Политически Китай начал отходить от строительства демократии. В лице Си Цзиньпина Китай теперь имеет своего самого могущественного лидера и самый централизованный правительственный контроль со времен Мао Цзэдуна. Каждый диктатор должен использовать свои шансы, поэтому внутренние разногласия внутри всемогущей структуры Коммунистической партии вряд ли являются свидетельством зеленых ростков демократии. Если кому-то нужны дополнительные доказательства — посмотрите на граждан Гонконга, которые на личном опыте чувствуют, что обещание “одна страна, две системы” находится под угрозой существования. Продолжаются массовые этнические (уйгуры и тибетцы) и религиозные (католики и последователи Фалуньгун) преследования. Наконец, в масштабах всего Китая Пекин вводит “социальный рейтинг” для ранжирования своих граждан — это открывает пугающее видение будущего, которое вряд ли кажется свободным в глазах американцев.

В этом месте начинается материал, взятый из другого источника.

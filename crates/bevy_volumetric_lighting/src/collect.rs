//! Getting density volumes from the scene to the voxelization shader.

use bevy_derive::{Deref, DerefMut};
use bevy_ecs::{
    component::Component,
    system::{Commands, Query, Res, ResMut, Resource},
};
use bevy_math::Affine3A;
use bevy_render::{
    renderer::{RenderDevice, RenderQueue},
    view::InheritedVisibility,
    Extract,
};
use bevy_transform::components::GlobalTransform;
use bevy_vbuffer::{
    density_volume::DensityVolumeParameters,
    visible_volumes::{collect_visible_volumes, VisibleVolumeList, MAX_VISIBLE_VOLUMES},
};

use crate::{buffers::RenderVolumetricLightingViews, DensityVolume, VolumetricLightingSettings};

/// Every visible density volume in the scene, in the order they were
/// extracted.
#[derive(Resource, Default, Deref, DerefMut)]
pub struct ExtractedDensityVolumes(pub Vec<(Affine3A, DensityVolumeParameters)>);

/// The density volumes that overlap the V-buffer of a view this frame.
///
/// Positions are relative to the view's volume origin, which is the camera
/// position with camera-relative rendering.
#[derive(Component, Clone, Debug, Default, Deref)]
pub struct ViewVisibleVolumes(pub VisibleVolumeList);

/// A system that copies density volumes into the render world.
///
/// Nothing is extracted while volumetric lighting is off.
pub fn extract_density_volumes(
    mut extracted_density_volumes: ResMut<ExtractedDensityVolumes>,
    settings: Extract<Option<Res<VolumetricLightingSettings>>>,
    density_volumes: Extract<
        Query<(
            &DensityVolume,
            &GlobalTransform,
            Option<&InheritedVisibility>,
        )>,
    >,
) {
    extracted_density_volumes.clear();

    if !settings
        .as_deref()
        .is_some_and(|settings| settings.preset.is_enabled())
    {
        return;
    }

    extracted_density_volumes.extend(
        density_volumes
            .iter()
            .filter(|(_, _, visibility)| visibility.map_or(true, |visibility| visibility.get()))
            .map(|(density_volume, transform, _)| {
                (transform.affine(), density_volume.parameters)
            }),
    );
}

/// A system that culls the extracted density volumes against the V-buffer of
/// each view.
pub fn collect_view_visible_volumes(
    mut commands: Commands,
    extracted_density_volumes: Res<ExtractedDensityVolumes>,
    mut render_views: ResMut<RenderVolumetricLightingViews>,
) {
    for (view_entity, resources) in render_views.iter_mut() {
        let vbuffer = *resources.vbuffer();
        // Volumes past the cap are dropped silently.
        collect_visible_volumes(
            extracted_density_volumes.iter().copied(),
            &vbuffer.frustum,
            vbuffer.volume_origin,
            &mut resources.visible_volumes,
        );

        commands
            .entity(*view_entity)
            .insert(ViewVisibleVolumes(resources.visible_volumes.clone()));
    }
}

/// A system that writes the visible volumes of each view to its storage
/// buffers.
///
/// The buffers always have room for [`MAX_VISIBLE_VOLUMES`] volumes, so they
/// exist even when nothing is visible.
pub fn upload_visible_volumes(
    render_device: Res<RenderDevice>,
    render_queue: Res<RenderQueue>,
    mut render_views: ResMut<RenderVolumetricLightingViews>,
) {
    for resources in render_views.values_mut() {
        resources.volume_bounds.clear();
        resources.volume_data.clear();
        for (bounds, data) in resources
            .visible_volumes
            .bounds()
            .iter()
            .zip(resources.visible_volumes.data())
        {
            resources.volume_bounds.push(*bounds);
            resources.volume_data.push(*data);
        }

        resources
            .volume_bounds
            .reserve(MAX_VISIBLE_VOLUMES, &render_device);
        resources
            .volume_data
            .reserve(MAX_VISIBLE_VOLUMES, &render_device);
        resources
            .volume_bounds
            .write_buffer(&render_device, &render_queue);
        resources
            .volume_data
            .write_buffer(&render_device, &render_queue);
    }
}

#[cfg(test)]
mod tests {
    use bevy_ecs::{system::RunSystemOnce as _, world::World};
    use bevy_math::Vec3;
    use bevy_render::MainWorld;
    use bevy_vbuffer::preset::VolumetricLightingPreset;

    use super::*;
    use crate::buffers::{tests::test_vbuffer, VolumetricLightingViewResources};

    fn extract_with_preset(preset: VolumetricLightingPreset) -> Vec<Vec3> {
        let mut main_world = MainWorld::default();
        main_world.insert_resource(VolumetricLightingSettings {
            preset,
            ..VolumetricLightingSettings::default()
        });
        main_world.spawn((
            DensityVolume::default(),
            GlobalTransform::from_translation(Vec3::X),
        ));
        main_world.spawn((
            DensityVolume::default(),
            GlobalTransform::from_translation(Vec3::Y),
            InheritedVisibility::HIDDEN,
        ));
        main_world.spawn((
            DensityVolume::default(),
            GlobalTransform::from_translation(Vec3::Z),
            InheritedVisibility::VISIBLE,
        ));

        let mut render_world = World::new();
        render_world.insert_resource(main_world);
        // Left over from a previous frame.
        render_world.insert_resource(ExtractedDensityVolumes(vec![volume_at(Vec3::NEG_X)]));

        render_world.run_system_once(extract_density_volumes);

        render_world
            .resource::<ExtractedDensityVolumes>()
            .iter()
            .map(|(transform, _)| Vec3::from(transform.translation))
            .collect()
    }

    fn volume_at(position: Vec3) -> (Affine3A, DensityVolumeParameters) {
        (
            Affine3A::from_translation(position),
            DensityVolumeParameters::default(),
        )
    }

    #[test]
    fn each_view_gets_its_visible_volumes() {
        let mut world = World::new();
        let view = world.spawn_empty().id();

        let vbuffer = test_vbuffer(240, 135, 0.0);
        let mut resources = VolumetricLightingViewResources::new(vbuffer);
        resources.begin_frame(0, vbuffer);
        let mut render_views = RenderVolumetricLightingViews::default();
        render_views.insert(view, resources);
        world.insert_resource(render_views);

        world.insert_resource(ExtractedDensityVolumes(vec![
            volume_at(Vec3::new(0.0, 0.0, -10.0)),
            // Behind the camera.
            volume_at(Vec3::new(0.0, 0.0, 10.0)),
            // Past the end of the V-buffer.
            volume_at(Vec3::new(0.0, 0.0, -100.0)),
            volume_at(Vec3::new(1.0, 0.0, -20.0)),
        ]));

        world.run_system_once(collect_view_visible_volumes);

        let visible = world.get::<ViewVisibleVolumes>(view).unwrap();
        assert_eq!(visible.len(), 2);
        assert_eq!(visible.bounds()[0].center, Vec3::new(0.0, 0.0, -10.0));
        assert_eq!(visible.bounds()[1].center, Vec3::new(1.0, 0.0, -20.0));

        let resources = world.resource::<RenderVolumetricLightingViews>();
        assert_eq!(resources.get(&view).unwrap().visible_volume_count(), 2);
    }

    #[test]
    fn no_volumes_yields_an_empty_list() {
        let mut world = World::new();
        let view = world.spawn_empty().id();

        let vbuffer = test_vbuffer(240, 135, 0.0);
        let mut render_views = RenderVolumetricLightingViews::default();
        render_views.insert(view, VolumetricLightingViewResources::new(vbuffer));
        world.insert_resource(render_views);
        world.init_resource::<ExtractedDensityVolumes>();

        world.run_system_once(collect_view_visible_volumes);

        assert!(world.get::<ViewVisibleVolumes>(view).unwrap().is_empty());
    }

    #[test]
    fn extracts_only_visible_volumes() {
        let extracted = extract_with_preset(VolumetricLightingPreset::Normal);
        assert_eq!(extracted.len(), 2);
        assert!(extracted.contains(&Vec3::X));
        assert!(extracted.contains(&Vec3::Z));
    }

    #[test]
    fn nothing_is_extracted_while_off() {
        assert!(extract_with_preset(VolumetricLightingPreset::Off).is_empty());
    }
}
//! Quality presets for the V-buffer.

use std::{fmt, str::FromStr};

use bevy_reflect::{std_traits::ReflectDefault, Reflect};
use thiserror::Error;

/// Controls the resolution of the V-buffer, and whether volumetric lighting
/// runs at all.
#[derive(Clone, Copy, Debug, Default, PartialEq, Eq, Hash, Reflect)]
#[reflect(Default)]
pub enum VolumetricLightingPreset {
    /// Volumetric lighting is disabled. Every entry point becomes a no-op.
    Off,
    /// 8×8 pixel tiles with 64 depth slices.
    #[default]
    Normal,
    /// 4×4 pixel tiles with 128 depth slices.
    Ultra,
}

/// An error returned when parsing a [`VolumetricLightingPreset`] from a
/// string fails.
#[derive(Clone, Debug, Error, PartialEq, Eq)]
#[error("unknown volumetric lighting preset `{0}` (expected `off`, `normal`, or `ultra`)")]
pub struct ParsePresetError(pub String);

impl VolumetricLightingPreset {
    /// Returns true if this preset enables volumetric lighting.
    #[inline]
    pub fn is_enabled(self) -> bool {
        self != VolumetricLightingPreset::Off
    }

    /// The width and height, in pixels, of the screen-space tile that each
    /// voxel column covers.
    #[inline]
    pub fn tile_size(self) -> u32 {
        match self {
            VolumetricLightingPreset::Off => 0,
            VolumetricLightingPreset::Normal => 8,
            VolumetricLightingPreset::Ultra => 4,
        }
    }

    /// The number of depth slices in the V-buffer.
    #[inline]
    pub fn slice_count(self) -> u32 {
        match self {
            VolumetricLightingPreset::Off => 0,
            VolumetricLightingPreset::Normal => 64,
            VolumetricLightingPreset::Ultra => 128,
        }
    }
}

impl FromStr for VolumetricLightingPreset {
    type Err = ParsePresetError;

    fn from_str(s: &str) -> Result<Self, Self::Err> {
        match s.trim().to_ascii_lowercase().as_str() {
            "off" => Ok(VolumetricLightingPreset::Off),
            "normal" => Ok(VolumetricLightingPreset::Normal),
            "ultra" => Ok(VolumetricLightingPreset::Ultra),
            _ => Err(ParsePresetError(s.to_owned())),
        }
    }
}

impl fmt::Display for VolumetricLightingPreset {
    fn fmt(&self, f: &mut fmt::Formatter<'_>) -> fmt::Result {
        f.write_str(match self {
            VolumetricLightingPreset::Off => "off",
            VolumetricLightingPreset::Normal => "normal",
            VolumetricLightingPreset::Ultra => "ultra",
        })
    }
}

Все это время, как я неоднократно говорил в выступлениях и статьях до того, как я присоединился к администрации Трампа, военные возможности Китая расширились: была создана одна из лучших в мире программ наступательной кибервойны, впервые за пятьсот лет был построен военно-морской флот, увеличен его арсенал ядерного оружия и баллистических ракет, в том числе ракет, запускаемых с подводных лодок и противоспутникового оружия, разрабатывались противокорабельные системы, ограничивающие возможности нашего флота действовать у побережья Азии, модернизировались обычные вооружения Народно-освободительной армии Китая; и многое другое. Наблюдая за трансформацией Китая на протяжении многих лет, я видел во всем этом глубокую угрозу стратегическим интересам США, а также нашим друзьям и союзникам во всем мире. Администрация Обамы в основном сидела сложа руки и наблюдала, как это происходит.
Америка не спешила осознавать основные ошибки, допущенные десятилетия назад. Мы понесли огромный экономический и политический ущерб, но, к счастью, игра далека от завершения. По мере распространения информации о том, что Китай не играл по “нашим” правилам и, вполне вероятно, никогда не собирался этого делать, мы все еще способны эффективно реагировать. Для этого важно, чтобы достаточное количество американцев увидели природу проблемы Китая и вовремя отреагировали. Если это произойдет, нам не нужно беспокоиться. Как, по общему мнению, сказал японский адмирал Исороку Ямамото после Перл-Харбора: “Боюсь, все, что мы сделали, это разбудили спящего гиганта и наполнили его ужасной решимостью”.
Трамп в некоторых отношениях воплощает растущую озабоченность США по поводу Китая. Он ценит ключевую истину о том, что военно-политическая мощь опирается на сильную экономику. Чем сильнее экономика, тем больше возможностей поддерживать большие военные и разведывательные бюджеты для защиты мировых интересов Америки и конкуренции с многочисленными потенциальными региональными гегемонами. Трамп часто прямо говорит, что остановка несправедливого экономического роста Китая за счет США — лучший способ победить Китай в военном отношении, что в корне верно. Эти взгляды в остро разделенном Вашингтоне способствовали значительным изменениям в условиях внутриамериканских дебатов по этим вопросам. Но реальный вопрос заключается в том, что он делает, получив некоторое представление о китайской угрозе. На этот счет его советники сильно раздроблены интеллектуально. В администрации есть любители обниматься с пандами, такие как Мнучин; убежденные сторонники свободной торговли, такие как Кевин Хассетт, председатель Совета экономического советника, и Кудлоу; и китайские ястребы, такие как министр торговли Уилбур Росс, Лайтхайзер и Наварро.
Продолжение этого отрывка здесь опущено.